Mary Beth Ritchey, principal and owner of consulting group Med Tech Epi, says the financial implications of a redesignation will vary depending on what stage of the regulatory or commercialisation process the product is in.

“A company experiencing designation changes midway through preparation for a review, or during the FDA review process, is likely to have greater upfront cost for the newly minted ‘device’ over the ‘drugs’ currently marketed,” Ritchey says. “Conversely, companies with products still in development would be able to utilise the cheaper device regulation pathway to market.

“It is unclear how companies marketing already available products would transition away from the ongoing annual costs associated with the drug regulation and move toward the device designation. Though, given the cost differential, such companies may find it cost-effective to move through the regulatory pathway for devices.”

Schmitt hopes products that have been on the market for years and are now slated for transition will be grandfathered by the FDA, rather than be made to file a new application or submit additional data to the regulator.

“I hope that they would grandfather a lot of these companies, because it would be pretty frustrating for them to have to go through establishing new safety and effectiveness,” she says. “Or, I would hope that they would be able to use a lot of the data that they used for the drugs submissions to support the device submissions, and they would work with those companies in that way.”

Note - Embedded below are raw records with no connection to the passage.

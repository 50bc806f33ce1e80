//! Camera capture and live preview for the attendance engine.
//!
//! This crate provides:
//! - The [`Frame`] type and JPEG encoding
//! - Camera frame sources (FFmpeg `rawvideo` pipe, OpenCV behind the `opencv` feature)
//! - Face box annotation of preview frames
//! - The shared preview buffer

pub mod annotate;
pub mod error;
pub mod frame;
pub mod glyphs;
#[cfg(feature = "opencv")]
pub mod opencv_camera;
pub mod preview;
pub mod source;

pub use annotate::Annotator;
pub use error::{MediaError, MediaResult};
pub use frame::{encode_jpeg, Frame, DEFAULT_JPEG_QUALITY};
#[cfg(feature = "opencv")]
pub use opencv_camera::{OpenCvCamera, OpenCvCameraFactory};
pub use preview::PreviewBuffer;
pub use source::{CameraConfig, FfmpegCamera, FrameSource, FrameSourceFactory};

The FDA declined to comment on the Genus ruling, or when the federal register notice regarding products intended for transition is expected to be published.

Drug or device: how can manufacturers be sure?

For drug and device companies unsure of where their product fits, Schmitt recommends approaching the FDA’s Office for Combination Products (OCP) for clarification before requesting designation from the agency.

“Historically, the FDA leans on the conservative side of things,” Schmitt says. “If they’re not comfortable and they’re unsure, you’re probably going to end up in the drug bucket, because it gives them more time to go through the safety and effectiveness. Going to straight to the request for designation could end up getting you misplaced into the drug side of things, and you wouldn’t want that, because it’s more costly and takes longer.”

Schmitt adds that there is a limited amount of product information that manufacturers can provide in their request for designation, and this information determines how the product will be classified and the regulatory pathways it must follow. To ensure their products are appropriately designated, companies can first file a pre-request for designation with the OCP to better understand how certain products will be classified.

While the classification of some drugs and devices remains contentious, the court ruling made this year has prompted the FDA to take a clearer, more objective stance on regulating certain products as devices. The move will, for at least some manufacturers, reduce the number of hurdles that require jumping before a medical product can reach the market.